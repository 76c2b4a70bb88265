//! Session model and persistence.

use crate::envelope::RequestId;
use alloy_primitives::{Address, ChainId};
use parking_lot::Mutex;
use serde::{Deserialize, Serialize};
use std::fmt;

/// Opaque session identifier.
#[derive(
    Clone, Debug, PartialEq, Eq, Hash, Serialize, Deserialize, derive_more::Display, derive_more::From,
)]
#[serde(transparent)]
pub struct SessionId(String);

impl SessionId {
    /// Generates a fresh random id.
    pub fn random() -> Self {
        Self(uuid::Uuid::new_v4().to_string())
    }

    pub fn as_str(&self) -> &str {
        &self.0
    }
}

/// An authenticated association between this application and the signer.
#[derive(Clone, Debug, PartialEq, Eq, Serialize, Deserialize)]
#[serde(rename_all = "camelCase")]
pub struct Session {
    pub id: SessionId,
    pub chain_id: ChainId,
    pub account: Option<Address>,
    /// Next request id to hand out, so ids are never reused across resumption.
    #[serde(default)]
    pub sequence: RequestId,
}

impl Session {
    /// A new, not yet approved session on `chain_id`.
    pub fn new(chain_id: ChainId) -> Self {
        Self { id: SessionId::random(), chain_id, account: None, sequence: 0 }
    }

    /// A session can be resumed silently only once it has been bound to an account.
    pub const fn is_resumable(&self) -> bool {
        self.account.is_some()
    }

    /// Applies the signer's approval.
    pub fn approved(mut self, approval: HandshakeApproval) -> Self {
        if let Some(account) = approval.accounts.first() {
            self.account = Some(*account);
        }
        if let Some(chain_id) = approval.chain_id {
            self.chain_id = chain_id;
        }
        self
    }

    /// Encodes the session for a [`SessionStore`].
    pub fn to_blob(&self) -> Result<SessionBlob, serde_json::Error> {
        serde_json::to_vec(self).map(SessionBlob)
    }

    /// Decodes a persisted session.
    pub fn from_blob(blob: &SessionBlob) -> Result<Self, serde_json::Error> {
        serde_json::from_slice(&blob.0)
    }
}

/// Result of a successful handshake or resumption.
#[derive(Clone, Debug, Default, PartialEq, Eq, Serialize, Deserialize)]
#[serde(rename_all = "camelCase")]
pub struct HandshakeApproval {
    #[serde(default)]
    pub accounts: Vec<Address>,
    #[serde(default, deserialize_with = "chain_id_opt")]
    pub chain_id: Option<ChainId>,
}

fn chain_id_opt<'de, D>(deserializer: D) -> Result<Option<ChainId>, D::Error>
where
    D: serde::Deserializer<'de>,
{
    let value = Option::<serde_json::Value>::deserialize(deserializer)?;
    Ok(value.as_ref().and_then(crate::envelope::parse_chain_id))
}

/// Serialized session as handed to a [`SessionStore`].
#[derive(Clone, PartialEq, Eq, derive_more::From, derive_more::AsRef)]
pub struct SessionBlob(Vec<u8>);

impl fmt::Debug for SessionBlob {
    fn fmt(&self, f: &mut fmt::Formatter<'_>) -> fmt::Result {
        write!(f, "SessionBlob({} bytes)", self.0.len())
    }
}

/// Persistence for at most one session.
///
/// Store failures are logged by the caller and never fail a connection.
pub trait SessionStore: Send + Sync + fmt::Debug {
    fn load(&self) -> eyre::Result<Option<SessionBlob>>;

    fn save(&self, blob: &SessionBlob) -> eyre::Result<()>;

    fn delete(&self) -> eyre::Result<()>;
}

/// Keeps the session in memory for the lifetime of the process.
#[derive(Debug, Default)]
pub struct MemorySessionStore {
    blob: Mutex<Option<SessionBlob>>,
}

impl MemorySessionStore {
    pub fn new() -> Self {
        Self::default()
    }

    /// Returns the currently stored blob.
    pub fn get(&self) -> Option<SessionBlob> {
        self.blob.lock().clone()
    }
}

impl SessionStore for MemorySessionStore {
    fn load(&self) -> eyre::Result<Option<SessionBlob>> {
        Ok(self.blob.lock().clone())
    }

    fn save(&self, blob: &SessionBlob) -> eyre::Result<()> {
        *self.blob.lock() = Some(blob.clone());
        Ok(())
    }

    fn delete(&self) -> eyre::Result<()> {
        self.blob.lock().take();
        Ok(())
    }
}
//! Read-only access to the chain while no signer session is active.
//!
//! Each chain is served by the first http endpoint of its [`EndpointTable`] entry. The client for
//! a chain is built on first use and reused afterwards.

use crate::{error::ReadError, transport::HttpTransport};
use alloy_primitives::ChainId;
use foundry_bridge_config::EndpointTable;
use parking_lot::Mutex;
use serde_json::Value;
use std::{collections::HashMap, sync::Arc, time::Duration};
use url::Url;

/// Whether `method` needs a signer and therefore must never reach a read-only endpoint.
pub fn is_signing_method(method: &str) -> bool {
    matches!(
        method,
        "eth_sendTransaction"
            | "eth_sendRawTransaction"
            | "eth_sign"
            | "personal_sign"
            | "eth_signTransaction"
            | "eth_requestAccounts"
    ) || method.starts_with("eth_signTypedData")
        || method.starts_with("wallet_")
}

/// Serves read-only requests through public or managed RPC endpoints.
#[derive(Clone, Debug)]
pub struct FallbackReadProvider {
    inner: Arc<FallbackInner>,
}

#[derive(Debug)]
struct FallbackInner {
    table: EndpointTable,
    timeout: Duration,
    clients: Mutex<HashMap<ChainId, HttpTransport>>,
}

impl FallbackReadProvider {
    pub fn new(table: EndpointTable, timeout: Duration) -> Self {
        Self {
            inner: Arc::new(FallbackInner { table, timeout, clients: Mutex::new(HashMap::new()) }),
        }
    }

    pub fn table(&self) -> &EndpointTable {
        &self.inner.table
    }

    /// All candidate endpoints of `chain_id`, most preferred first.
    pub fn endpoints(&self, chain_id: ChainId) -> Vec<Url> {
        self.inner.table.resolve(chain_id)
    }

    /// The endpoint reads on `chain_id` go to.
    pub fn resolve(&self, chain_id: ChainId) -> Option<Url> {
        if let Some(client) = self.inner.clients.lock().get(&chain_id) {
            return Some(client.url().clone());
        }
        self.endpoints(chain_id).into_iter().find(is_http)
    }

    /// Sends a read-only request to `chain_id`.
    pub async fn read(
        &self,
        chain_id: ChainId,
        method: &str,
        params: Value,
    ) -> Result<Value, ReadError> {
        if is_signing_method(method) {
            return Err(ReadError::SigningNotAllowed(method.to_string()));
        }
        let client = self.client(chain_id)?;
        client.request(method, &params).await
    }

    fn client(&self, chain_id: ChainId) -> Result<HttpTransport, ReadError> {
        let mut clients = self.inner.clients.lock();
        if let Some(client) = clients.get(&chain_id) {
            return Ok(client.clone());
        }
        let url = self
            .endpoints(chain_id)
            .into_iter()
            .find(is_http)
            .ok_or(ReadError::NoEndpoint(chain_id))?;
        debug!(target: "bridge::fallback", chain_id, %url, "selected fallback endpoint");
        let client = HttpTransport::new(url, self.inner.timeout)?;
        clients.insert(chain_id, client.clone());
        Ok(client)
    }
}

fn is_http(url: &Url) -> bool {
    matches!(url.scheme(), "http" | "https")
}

----

=== WHAT THE TASK REQUIRES ===
Full repetition needed. Write out every entry above exactly as given.

=== RESULT OF THE EXERCISE ===
repository 76c2b4a70bb88265
//! Session model and persistence.

use crate::envelope::RequestId;
use alloy_primitives::{Address, ChainId};
use parking_lot::Mutex;
use serde::{Deserialize, Serialize};
use std::fmt;

/// Opaque session identifier.
#[derive(
    Clone, Debug, PartialEq, Eq, Hash, Serialize, Deserialize, derive_more::Display, derive_more::From,
)]
#[serde(transparent)]
pub struct SessionId(String);

impl SessionId {
    /// Generates a fresh random id.
    pub fn random() -> Self {
        Self(uuid::Uuid::new_v4().to_string())
    }

    pub fn as_str(&self) -> &str {
        &self.0
    }
}

/// An authenticated association between this application and the signer.
#[derive(Clone, Debug, PartialEq, Eq, Serialize, Deserialize)]
#[serde(rename_all = "camelCase")]
pub struct Session {
    pub id: SessionId,
    pub chain_id: ChainId,
    pub account: Option<Address>,
    /// Next request id to hand out, so ids are never reused across resumption.
    #[serde(default)]
    pub sequence: RequestId,
}

impl Session {
    /// A new, not yet approved session on `chain_id`.
    pub fn new(chain_id: ChainId) -> Self {
        Self { id: SessionId::random(), chain_id, account: None, sequence: 0 }
    }

    /// A session can be resumed silently only once it has been bound to an account.
    pub const fn is_resumable(&self) -> bool {
        self.account.is_some()
    }

    /// Applies the signer's approval.
    pub fn approved(mut self, approval: HandshakeApproval) -> Self {
        if let Some(account) = approval.accounts.first() {
            self.account = Some(*account);
        }
        if let Some(chain_id) = approval.chain_id {
            self.chain_id = chain_id;
        }
        self
    }

    /// Encodes the session for a [`SessionStore`].
    pub fn to_blob(&self) -> Result<SessionBlob, serde_json::Error> {
        serde_json::to_vec(self).map(SessionBlob)
    }

    /// Decodes a persisted session.
    pub fn from_blob(blob: &SessionBlob) -> Result<Self, serde_json::Error> {
        serde_json::from_slice(&blob.0)
    }
}

/// Result of a successful handshake or resumption.
#[derive(Clone, Debug, Default, PartialEq, Eq, Serialize, Deserialize)]
#[serde(rename_all = "camelCase")]
pub struct HandshakeApproval {
    #[serde(default)]
    pub accounts: Vec<Address>,
    #[serde(default, deserialize_with = "chain_id_opt")]
    pub chain_id: Option<ChainId>,
}

fn chain_id_opt<'de, D>(deserializer: D) -> Result<Option<ChainId>, D::Error>
where
    D: serde::Deserializer<'de>,
{
    let value = Option::<serde_json::Value>::deserialize(deserializer)?;
    Ok(value.as_ref().and_then(crate::envelope::parse_chain_id))
}

/// Serialized session as handed to a [`SessionStore`].
#[derive(Clone, PartialEq, Eq, derive_more::From, derive_more::AsRef)]
pub struct SessionBlob(Vec<u8>);

impl fmt::Debug for SessionBlob {
    fn fmt(&self, f: &mut fmt::Formatter<'_>) -> fmt::Result {
        write!(f, "SessionBlob({} bytes)", self.0.len())
    }
}

/// Persistence for at most one session.
///
/// Store failures are logged by the caller and never fail a connection.
pub trait SessionStore: Send + Sync + fmt::Debug {
    fn load(&self) -> eyre::Result<Option<SessionBlob>>;

    fn save(&self, blob: &SessionBlob) -> eyre::Result<()>;

    fn delete(&self) -> eyre::Result<()>;
}

/// Keeps the session in memory for the lifetime of the process.
#[derive(Debug, Default)]
pub struct MemorySessionStore {
    blob: Mutex<Option<SessionBlob>>,
}

impl MemorySessionStore {
    pub fn new() -> Self {
        Self::default()
    }

    /// Returns the currently stored blob.
    pub fn get(&self) -> Option<SessionBlob> {
        self.blob.lock().clone()
    }
}

impl SessionStore for MemorySessionStore {
    fn load(&self) -> eyre::Result<Option<SessionBlob>> {
        Ok(self.blob.lock().clone())
    }

    fn save(&self, blob: &SessionBlob) -> eyre::Result<()> {
        *self.blob.lock() = Some(blob.clone());
        Ok(())
    }

    fn delete(&self) -> eyre::Result<()> {
        self.blob.lock().take();
        Ok(())
    }
}
//! Read-only access to the chain while no signer session is active.
//!
//! Each chain is served by the first http endpoint of its [`EndpointTable`] entry. The client for
//! a chain is built on first use and reused afterwards.

use crate::{error::ReadError, transport::HttpTransport};
use alloy_primitives::ChainId;
use foundry_bridge_config::EndpointTable;
use parking_lot::Mutex;
use serde_json::Value;
use std::{collections::HashMap, sync::Arc, time::Duration};
use url::Url;

/// Whether `method` needs a signer and therefore must never reach a read-only endpoint.
pub fn is_signing_method(method: &str) -> bool {
    matches!(
        method,
        "eth_sendTransaction"
            | "eth_sendRawTransaction"
            | "eth_sign"
            | "personal_sign"
            | "eth_signTransaction"
            | "eth_requestAccounts"
    ) || method.starts_with("eth_signTypedData")
        || method.starts_with("wallet_")
}

/// Serves read-only requests through public or managed RPC endpoints.
#[derive(Clone, Debug)]
pub struct FallbackReadProvider {
    inner: Arc<FallbackInner>,
}

#[derive(Debug)]
struct FallbackInner {
    table: EndpointTable,
    timeout: Duration,
    clients: Mutex<HashMap<ChainId, HttpTransport>>,
}

impl FallbackReadProvider {
    pub fn new(table: EndpointTable, timeout: Duration) -> Self {
        Self {
            inner: Arc::new(FallbackInner { table, timeout, clients: Mutex::new(HashMap::new()) }),
        }
    }

    pub fn table(&self) -> &EndpointTable {
        &self.inner.table
    }

    /// All candidate endpoints of `chain_id`, most preferred first.
    pub fn endpoints(&self, chain_id: ChainId) -> Vec<Url> {
        self.inner.table.resolve(chain_id)
    }

    /// The endpoint reads on `chain_id` go to.
    pub fn resolve(&self, chain_id: ChainId) -> Option<Url> {
        if let Some(client) = self.inner.clients.lock().get(&chain_id) {
            return Some(client.url().clone());
        }
        self.endpoints(chain_id).into_iter().find(is_http)
    }

    /// Sends a read-only request to `chain_id`.
    pub async fn read(
        &self,
        chain_id: ChainId,
        method: &str,
        params: Value,
    ) -> Result<Value, ReadError> {
        if is_signing_method(method) {
            return Err(ReadError::SigningNotAllowed(method.to_string()));
        }
        let client = self.client(chain_id)?;
        client.request(method, &params).await
    }

    fn client(&self, chain_id: ChainId) -> Result<HttpTransport, ReadError> {
        let mut clients = self.inner.clients.lock();
        if let Some(client) = clients.get(&chain_id) {
            return Ok(client.clone());
        }
        let url = self
            .endpoints(chain_id)
            .into_iter()
            .find(is_http)
            .ok_or(ReadError::NoEndpoint(chain_id))?;
        debug!(target: "bridge::fallback", chain_id, %url, "selected fallback endpoint");
        let client = HttpTransport::new(url, self.inner.timeout)?;
        clients.insert(chain_id, client.clone());
        Ok(client)
    }
}

fn is_http(url: &Url) -> bool {
    matches!(url.scheme(), "http" | "https")
}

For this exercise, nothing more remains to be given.